*PROBLEM STATEMENT*
Each line in the listing below that contains "lopdf" should be returned.
DATA FOR PROCESSING START
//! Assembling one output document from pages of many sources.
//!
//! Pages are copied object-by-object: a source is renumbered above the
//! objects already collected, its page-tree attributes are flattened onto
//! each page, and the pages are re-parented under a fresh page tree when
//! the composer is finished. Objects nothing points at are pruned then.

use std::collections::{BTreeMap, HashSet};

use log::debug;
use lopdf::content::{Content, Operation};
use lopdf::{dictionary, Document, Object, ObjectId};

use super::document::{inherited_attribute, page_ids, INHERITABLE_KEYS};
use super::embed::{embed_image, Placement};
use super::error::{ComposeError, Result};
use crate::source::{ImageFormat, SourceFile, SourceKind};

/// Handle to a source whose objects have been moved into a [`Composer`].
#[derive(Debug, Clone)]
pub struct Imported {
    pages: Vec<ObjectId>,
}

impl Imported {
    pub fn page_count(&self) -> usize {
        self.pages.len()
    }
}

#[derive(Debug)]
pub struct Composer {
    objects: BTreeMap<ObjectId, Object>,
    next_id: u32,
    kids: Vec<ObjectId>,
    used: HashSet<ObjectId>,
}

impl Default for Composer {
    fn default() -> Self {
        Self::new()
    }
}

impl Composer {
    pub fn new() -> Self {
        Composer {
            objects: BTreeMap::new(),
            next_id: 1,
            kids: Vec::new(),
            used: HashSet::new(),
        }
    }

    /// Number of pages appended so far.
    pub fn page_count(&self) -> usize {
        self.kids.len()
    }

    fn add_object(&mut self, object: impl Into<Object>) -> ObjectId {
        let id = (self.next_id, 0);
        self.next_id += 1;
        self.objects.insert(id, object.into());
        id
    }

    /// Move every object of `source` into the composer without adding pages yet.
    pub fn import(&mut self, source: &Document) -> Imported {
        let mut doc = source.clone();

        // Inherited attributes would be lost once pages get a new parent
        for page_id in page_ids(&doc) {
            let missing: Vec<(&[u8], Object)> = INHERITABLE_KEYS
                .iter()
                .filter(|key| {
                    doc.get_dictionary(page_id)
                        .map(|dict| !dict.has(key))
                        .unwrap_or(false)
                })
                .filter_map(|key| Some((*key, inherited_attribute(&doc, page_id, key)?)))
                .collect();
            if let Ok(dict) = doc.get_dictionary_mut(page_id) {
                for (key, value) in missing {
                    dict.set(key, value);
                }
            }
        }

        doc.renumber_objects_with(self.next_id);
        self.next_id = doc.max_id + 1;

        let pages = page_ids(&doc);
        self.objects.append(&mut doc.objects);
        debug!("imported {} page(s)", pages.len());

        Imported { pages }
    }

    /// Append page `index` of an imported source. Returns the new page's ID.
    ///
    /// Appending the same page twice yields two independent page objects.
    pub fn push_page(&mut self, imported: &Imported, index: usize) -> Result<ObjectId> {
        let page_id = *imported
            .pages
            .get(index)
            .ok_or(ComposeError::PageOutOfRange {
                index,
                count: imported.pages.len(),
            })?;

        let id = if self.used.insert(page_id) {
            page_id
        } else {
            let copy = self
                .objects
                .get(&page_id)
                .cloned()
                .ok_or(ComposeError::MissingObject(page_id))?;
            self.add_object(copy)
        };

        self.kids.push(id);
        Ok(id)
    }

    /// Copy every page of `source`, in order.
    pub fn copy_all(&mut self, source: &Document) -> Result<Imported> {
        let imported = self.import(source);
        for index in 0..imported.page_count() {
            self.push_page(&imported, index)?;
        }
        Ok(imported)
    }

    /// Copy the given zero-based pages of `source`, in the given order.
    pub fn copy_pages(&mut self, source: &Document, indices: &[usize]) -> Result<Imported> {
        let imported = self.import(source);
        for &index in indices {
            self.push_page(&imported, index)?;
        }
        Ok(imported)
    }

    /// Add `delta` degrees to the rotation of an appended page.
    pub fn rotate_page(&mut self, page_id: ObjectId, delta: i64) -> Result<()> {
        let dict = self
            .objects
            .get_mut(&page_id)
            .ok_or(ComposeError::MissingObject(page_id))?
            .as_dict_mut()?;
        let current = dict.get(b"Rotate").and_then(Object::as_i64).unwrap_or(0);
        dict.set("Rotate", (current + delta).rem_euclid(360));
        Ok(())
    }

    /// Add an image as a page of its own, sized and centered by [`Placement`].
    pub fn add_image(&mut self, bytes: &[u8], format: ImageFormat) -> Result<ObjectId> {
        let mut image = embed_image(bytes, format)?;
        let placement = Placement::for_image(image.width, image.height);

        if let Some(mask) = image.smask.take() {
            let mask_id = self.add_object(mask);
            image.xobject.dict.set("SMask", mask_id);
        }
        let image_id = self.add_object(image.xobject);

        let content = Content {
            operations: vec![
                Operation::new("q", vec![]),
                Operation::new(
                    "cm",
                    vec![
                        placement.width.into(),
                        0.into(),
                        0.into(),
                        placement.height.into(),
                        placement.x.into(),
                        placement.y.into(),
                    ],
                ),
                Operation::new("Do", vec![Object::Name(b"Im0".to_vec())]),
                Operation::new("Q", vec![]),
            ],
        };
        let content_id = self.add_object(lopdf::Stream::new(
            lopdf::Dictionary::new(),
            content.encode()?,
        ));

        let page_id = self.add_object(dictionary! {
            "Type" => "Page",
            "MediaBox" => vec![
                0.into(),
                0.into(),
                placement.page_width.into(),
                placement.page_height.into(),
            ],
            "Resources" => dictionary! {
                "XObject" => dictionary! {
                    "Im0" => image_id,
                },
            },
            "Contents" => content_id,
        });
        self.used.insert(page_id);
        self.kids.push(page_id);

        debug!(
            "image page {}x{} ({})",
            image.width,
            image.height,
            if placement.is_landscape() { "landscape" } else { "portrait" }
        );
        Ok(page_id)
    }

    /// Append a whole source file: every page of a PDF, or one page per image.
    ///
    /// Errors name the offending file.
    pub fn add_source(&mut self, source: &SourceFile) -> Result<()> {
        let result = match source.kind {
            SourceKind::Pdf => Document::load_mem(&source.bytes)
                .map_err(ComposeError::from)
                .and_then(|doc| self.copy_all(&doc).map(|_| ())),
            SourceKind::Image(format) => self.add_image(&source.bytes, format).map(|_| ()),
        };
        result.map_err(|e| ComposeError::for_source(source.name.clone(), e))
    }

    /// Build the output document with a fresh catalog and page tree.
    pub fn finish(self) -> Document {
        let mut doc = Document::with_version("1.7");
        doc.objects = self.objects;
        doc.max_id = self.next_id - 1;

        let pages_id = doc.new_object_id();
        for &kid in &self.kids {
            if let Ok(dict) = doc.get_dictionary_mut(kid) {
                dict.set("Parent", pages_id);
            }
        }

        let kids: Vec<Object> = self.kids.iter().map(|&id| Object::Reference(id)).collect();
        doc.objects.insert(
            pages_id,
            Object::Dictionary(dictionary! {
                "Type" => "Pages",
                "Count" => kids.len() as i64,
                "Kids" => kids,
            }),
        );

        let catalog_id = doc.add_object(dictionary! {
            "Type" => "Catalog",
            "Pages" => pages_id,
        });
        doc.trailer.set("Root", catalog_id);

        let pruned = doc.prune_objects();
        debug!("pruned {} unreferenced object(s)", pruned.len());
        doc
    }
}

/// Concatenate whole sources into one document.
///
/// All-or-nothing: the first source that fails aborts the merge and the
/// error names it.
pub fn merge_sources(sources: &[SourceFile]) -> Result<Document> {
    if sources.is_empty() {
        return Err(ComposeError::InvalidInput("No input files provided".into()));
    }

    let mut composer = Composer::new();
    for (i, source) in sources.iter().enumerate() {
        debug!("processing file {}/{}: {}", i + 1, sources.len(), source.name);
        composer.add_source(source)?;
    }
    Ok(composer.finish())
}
DATA FOR PROCESSING END
*TASK ANSWER*
use lopdf::content::{Content, Operation};
use lopdf::{dictionary, Document, Object, ObjectId};
        let content_id = self.add_object(lopdf::Stream::new(
            lopdf::Dictionary::new(),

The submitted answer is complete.